Exercise inputs.
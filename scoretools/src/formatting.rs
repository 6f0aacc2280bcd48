use std::fmt::Write;

use anyhow::Result;
use prettytable::{
    format::{LinePosition, LineSeparator, TableFormat},
    row,
    Table,
};
use score_engine::db_types::StatsSummary;
use score_server::data_objects::MatchResponse;

const TIME_FORMAT: &str = "%Y-%m-%d %H:%M";

fn markdown_format() -> TableFormat {
    prettytable::format::FormatBuilder::new()
        .column_separator('|')
        .borders('|')
        .separator(LinePosition::Title, LineSeparator::new('-', '|', '|', '|'))
        .padding(1, 1)
        .build()
}

pub fn format_matches(matches: &[MatchResponse]) -> String {
    if matches.is_empty() {
        return "No matches".to_string();
    }
    let mut table = Table::new();
    table.set_titles(row!["ID", "Home", "Score", "Away", "Status", "Kick-off (UTC)", "Result"]);
    for m in matches {
        let r = &m.record;
        table.add_row(row![
            r.id,
            r.team_a,
            format!("{} x {}", r.score_a, r.score_b),
            r.team_b,
            r.status,
            r.scheduled_at.format(TIME_FORMAT),
            m.result,
        ]);
    }
    table.set_format(markdown_format());
    table.to_string()
}

pub fn format_match(m: &MatchResponse) -> Result<String> {
    let r = &m.record;
    let mut f = String::new();
    writeln!(f, "Match #{}", r.id)?;
    writeln!(f, "  {} {} x {} {}", r.team_a, r.score_a, r.score_b, r.team_b)?;
    writeln!(f, "  Status:     {}", r.status)?;
    writeln!(f, "  Result:     {}", m.result)?;
    writeln!(f, "  Kick-off:   {}", r.scheduled_at.format(TIME_FORMAT))?;
    writeln!(f, "  Created:    {}", r.created_at.format(TIME_FORMAT))?;
    match r.updated_at {
        Some(t) => writeln!(f, "  Updated:    {}", t.format(TIME_FORMAT))?,
        None => writeln!(f, "  Updated:    never")?,
    }
    Ok(f)
}

pub fn format_stats(stats: &StatsSummary) -> String {
    let mut table = Table::new();
    table.set_titles(row!["Total", "In progress", "Closed"]);
    table.add_row(row![stats.total, stats.in_progress, stats.closed]);
    table.set_format(markdown_format());
    table.to_string()
}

What is being asked. Your task is to output all of the data above word for word.

Task result.
filename scoretools/src/formatting.rs
repository 6f0aacc2280bcd48
use std::fmt::Write;

use anyhow::Result;
use prettytable::{
    format::{LinePosition, LineSeparator, TableFormat},
    row,
    Table,
};
use score_engine::db_types::StatsSummary;
use score_server::data_objects::MatchResponse;

const TIME_FORMAT: &str = "%Y-%m-%d %H:%M";

fn markdown_format() -> TableFormat {
    prettytable::format::FormatBuilder::new()
        .column_separator('|')
        .borders('|')
        .separator(LinePosition::Title, LineSeparator::new('-', '|', '|', '|'))
        .padding(1, 1)
        .build()
}

pub fn format_matches(matches: &[MatchResponse]) -> String {
    if matches.is_empty() {
        return "No matches".to_string();
    }
    let mut table = Table::new();
    table.set_titles(row!["ID", "Home", "Score", "Away", "Status", "Kick-off (UTC)", "Result"]);
    for m in matches {
        let r = &m.record;
        table.add_row(row![
            r.id,
            r.team_a,
            format!("{} x {}", r.score_a, r.score_b),
            r.team_b,
            r.status,
            r.scheduled_at.format(TIME_FORMAT),
            m.result,
        ]);
    }
    table.set_format(markdown_format());
    table.to_string()
}

pub fn format_match(m: &MatchResponse) -> Result<String> {
    let r = &m.record;
    let mut f = String::new();
    writeln!(f, "Match #{}", r.id)?;
    writeln!(f, "  {} {} x {} {}", r.team_a, r.score_a, r.score_b, r.team_b)?;
    writeln!(f, "  Status:     {}", r.status)?;
    writeln!(f, "  Result:     {}", m.result)?;
    writeln!(f, "  Kick-off:   {}", r.scheduled_at.format(TIME_FORMAT))?;
    writeln!(f, "  Created:    {}", r.created_at.format(TIME_FORMAT))?;
    match r.updated_at {
        Some(t) => writeln!(f, "  Updated:    {}", t.format(TIME_FORMAT))?,
        None => writeln!(f, "  Updated:    never")?,
    }
    Ok(f)
}

pub fn format_stats(stats: &StatsSummary) -> String {
    let mut table = Table::new();
    table.set_titles(row!["Total", "In progress", "Closed"]);
    table.add_row(row![stats.total, stats.in_progress, stats.closed]);
    table.set_format(markdown_format());
    table.to_string()
}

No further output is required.